** Data provided follows **
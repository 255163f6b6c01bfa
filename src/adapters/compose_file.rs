use crate::core::unsupported::{DEFAULT_NETWORK, UNSUPPORTED_SERVICE_KEYS};
use crate::domain::compose::{ComposeProject, RawServiceConfig};
use crate::domain::ports::ComposeSource;
use crate::utils::error::{NormalizeError, Result};
use serde::Deserialize;
use serde_yaml::{Mapping, Value};
use std::collections::BTreeMap;
use std::path::{Path, PathBuf};

pub const DEFAULT_COMPOSE_FILE: &str = "docker-compose.yml";

/// Compose file on disk, parsed with `serde_yaml`.
#[derive(Debug, Clone)]
pub struct ComposeFile {
    path: PathBuf,
    name: String,
}

impl ComposeFile {
    /// An empty path falls back to `docker-compose.yml`.
    pub fn new<P: AsRef<Path>>(path: P) -> Self {
        let path = path.as_ref();
        let path = if path.as_os_str().is_empty() {
            PathBuf::from(DEFAULT_COMPOSE_FILE)
        } else {
            path.to_path_buf()
        };
        let name = path.display().to_string();
        Self { path, name }
    }

    /// Parse compose YAML. Both the v1 layout (services at the top level)
    /// and the v2 layout (`services:` with `networks:`/`volumes:`) work.
    pub fn parse_str(source_name: &str, content: &str) -> Result<ComposeProject> {
        let fail = |message: String| NormalizeError::CollaboratorFailure {
            source_name: source_name.to_string(),
            message,
        };

        let document: Value = serde_yaml::from_str(content).map_err(|e| fail(e.to_string()))?;
        let root = match document {
            Value::Mapping(root) => root,
            Value::Null => Mapping::new(),
            _ => return Err(fail("top level must be a mapping".to_string())),
        };

        let mut project = ComposeProject::new();

        let services = if let Some(services) = root.get("services").cloned() {
            project.network_configs = section_names(root.get("networks"));
            project.volume_configs = section_names(root.get("volumes"));
            match services {
                Value::Mapping(services) => services,
                Value::Null => Mapping::new(),
                _ => return Err(fail("`services` must be a mapping".to_string())),
            }
        } else {
            // v1：最上層就是各個服務
            root.into_iter()
                .filter(|(key, _)| key.as_str() != Some("version"))
                .collect()
        };

        for (key, value) in services {
            let name = key
                .as_str()
                .ok_or_else(|| fail(format!("service name {:?} is not a string", key)))?
                .to_string();
            let config = parse_service(&value)
                .map_err(|e| fail(format!("service {:?}: {}", name, e)))?;
            project.services.push((name, config));
        }

        Ok(project)
    }
}

impl Default for ComposeFile {
    fn default() -> Self {
        Self::new(DEFAULT_COMPOSE_FILE)
    }
}

impl ComposeSource for ComposeFile {
    fn load(&self) -> Result<ComposeProject> {
        tracing::debug!("Reading compose file {}", self.name);
        let content = std::fs::read_to_string(&self.path).map_err(|e| {
            NormalizeError::CollaboratorFailure {
                source_name: self.name.clone(),
                message: e.to_string(),
            }
        })?;
        Self::parse_str(&self.name, &content)
    }

    fn source_name(&self) -> &str {
        &self.name
    }
}

#[derive(Debug, Default, Deserialize)]
#[serde(default)]
struct ServiceDocument {
    image: Option<String>,
    container_name: Option<String>,
    entrypoint: Option<CommandLine>,
    command: Option<CommandLine>,
    working_dir: Option<String>,
    environment: Option<ListOrMap>,
    ports: Vec<Scalar>,
    volumes: Vec<String>,
    volumes_from: Vec<String>,
    labels: Option<ListOrMap>,
    networks: Option<Networks>,
    cpuset: Option<String>,
    cpu_shares: Option<i64>,
    cpu_quota: Option<i64>,
    cap_add: Vec<String>,
    cap_drop: Vec<String>,
    expose: Vec<Scalar>,
    privileged: bool,
    restart: Option<String>,
    user: Option<Scalar>,
}

#[derive(Debug, Deserialize)]
#[serde(untagged)]
enum CommandLine {
    Shell(String),
    Exec(Vec<String>),
}

impl CommandLine {
    /// Shell form is split the way a POSIX shell would, quotes included.
    fn into_tokens(self) -> std::result::Result<Vec<String>, String> {
        match self {
            CommandLine::Shell(line) => {
                shell_words::split(&line).map_err(|e| format!("{} in {:?}", e, line))
            }
            CommandLine::Exec(tokens) => Ok(tokens),
        }
    }
}

#[derive(Debug, Deserialize)]
#[serde(untagged)]
enum ListOrMap {
    List(Vec<String>),
    Map(Mapping),
}

#[derive(Debug, Deserialize)]
#[serde(untagged)]
enum Networks {
    List(Vec<String>),
    Map(Mapping),
}

#[derive(Debug, Deserialize)]
#[serde(untagged)]
enum Scalar {
    Text(String),
    Int(i64),
    Float(f64),
    Bool(bool),
}

impl std::fmt::Display for Scalar {
    fn fmt(&self, f: &mut std::fmt::Formatter<'_>) -> std::fmt::Result {
        match self {
            Scalar::Text(s) => f.write_str(s),
            Scalar::Int(i) => write!(f, "{}", i),
            Scalar::Float(x) => write!(f, "{}", x),
            Scalar::Bool(b) => write!(f, "{}", b),
        }
    }
}

fn parse_service(value: &Value) -> std::result::Result<RawServiceConfig, String> {
    let unsupported_keys = match value {
        Value::Mapping(map) => map
            .keys()
            .filter_map(Value::as_str)
            .filter(|k| UNSUPPORTED_SERVICE_KEYS.contains(k))
            .map(str::to_string)
            .collect(),
        _ => Vec::new(),
    };

    let doc: ServiceDocument =
        serde_yaml::from_value(value.clone()).map_err(|e| e.to_string())?;

    Ok(RawServiceConfig {
        image: doc.image.unwrap_or_default(),
        container_name: doc.container_name,
        entrypoint: command_tokens(doc.entrypoint)?,
        command: command_tokens(doc.command)?,
        working_dir: doc.working_dir,
        environment: environment_tokens(doc.environment)?,
        ports: doc.ports.iter().map(Scalar::to_string).collect(),
        volumes: doc.volumes,
        volumes_from: doc.volumes_from,
        labels: label_map(doc.labels)?,
        networks: network_names(doc.networks),
        cpuset: doc.cpuset.unwrap_or_default(),
        cpu_shares: doc.cpu_shares.unwrap_or_default(),
        cpu_quota: doc.cpu_quota.unwrap_or_default(),
        cap_add: doc.cap_add,
        cap_drop: doc.cap_drop,
        expose: doc.expose.iter().map(Scalar::to_string).collect(),
        privileged: doc.privileged,
        restart: doc.restart.unwrap_or_default(),
        user: doc.user.map(|u| u.to_string()).unwrap_or_default(),
        unsupported_keys,
    })
}

fn command_tokens(line: Option<CommandLine>) -> std::result::Result<Vec<String>, String> {
    line.map(CommandLine::into_tokens)
        .transpose()
        .map(Option::unwrap_or_default)
}

/// Entries of a map form in file order; null values stay `None`.
fn map_entries(map: Mapping) -> std::result::Result<Vec<(String, Option<Scalar>)>, String> {
    map.into_iter()
        .map(|(key, value)| -> std::result::Result<(String, Option<Scalar>), String> {
            let key = key
                .as_str()
                .ok_or_else(|| format!("key {:?} is not a string", key))?
                .to_string();
            let value: Option<Scalar> =
                serde_yaml::from_value(value).map_err(|e| format!("{}: {}", key, e))?;
            Ok((key, value))
        })
        .collect()
}

/// Map form becomes `KEY=value`, or a bare `KEY` when the value is null.
fn environment_tokens(
    environment: Option<ListOrMap>,
) -> std::result::Result<Vec<String>, String> {
    match environment {
        None => Ok(Vec::new()),
        Some(ListOrMap::List(tokens)) => Ok(tokens),
        Some(ListOrMap::Map(map)) => Ok(map_entries(map)?
            .into_iter()
            .map(|(key, value)| match value {
                Some(value) => format!("{}={}", key, value),
                None => key,
            })
            .collect()),
    }
}

fn label_map(
    labels: Option<ListOrMap>,
) -> std::result::Result<BTreeMap<String, String>, String> {
    match labels {
        None => Ok(BTreeMap::new()),
        Some(ListOrMap::List(entries)) => Ok(entries
            .into_iter()
            .map(|entry| match entry.split_once('=') {
                Some((key, value)) => (key.to_string(), value.to_string()),
                None => (entry, String::new()),
            })
            .collect()),
        Some(ListOrMap::Map(map)) => Ok(map_entries(map)?
            .into_iter()
            .map(|(key, value)| (key, value.map(|v| v.to_string()).unwrap_or_default()))
            .collect()),
    }
}

fn network_names(networks: Option<Networks>) -> Vec<String> {
    let names: Vec<String> = match networks {
        None => Vec::new(),
        Some(Networks::List(names)) => names,
        Some(Networks::Map(map)) => map
            .keys()
            .filter_map(Value::as_str)
            .map(str::to_string)
            .collect(),
    };

    if names.is_empty() {
        vec![DEFAULT_NETWORK.to_string()]
    } else {
        names
    }
}

fn section_names(section: Option<&Value>) -> Vec<String> {
    match section {
        Some(Value::Mapping(map)) => map
            .keys()
            .filter_map(Value::as_str)
            .map(str::to_string)
            .collect(),
        _ => Vec::new(),
    }
}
** End of Data provided **
■ Exercise
What you return should be the lines from the start of the data through the line with "An empty path", quoted exactly and nothing more.

■ Answer below
repository 255163f6b6c01bfa
filename src/adapters/compose_file.rs
use crate::core::unsupported::{DEFAULT_NETWORK, UNSUPPORTED_SERVICE_KEYS};
use crate::domain::compose::{ComposeProject, RawServiceConfig};
use crate::domain::ports::ComposeSource;
use crate::utils::error::{NormalizeError, Result};
use serde::Deserialize;
use serde_yaml::{Mapping, Value};
use std::collections::BTreeMap;
use std::path::{Path, PathBuf};

pub const DEFAULT_COMPOSE_FILE: &str = "docker-compose.yml";

/// Compose file on disk, parsed with `serde_yaml`.
#[derive(Debug, Clone)]
pub struct ComposeFile {
    path: PathBuf,
    name: String,
}

impl ComposeFile {
    /// An empty path falls back to `docker-compose.yml`.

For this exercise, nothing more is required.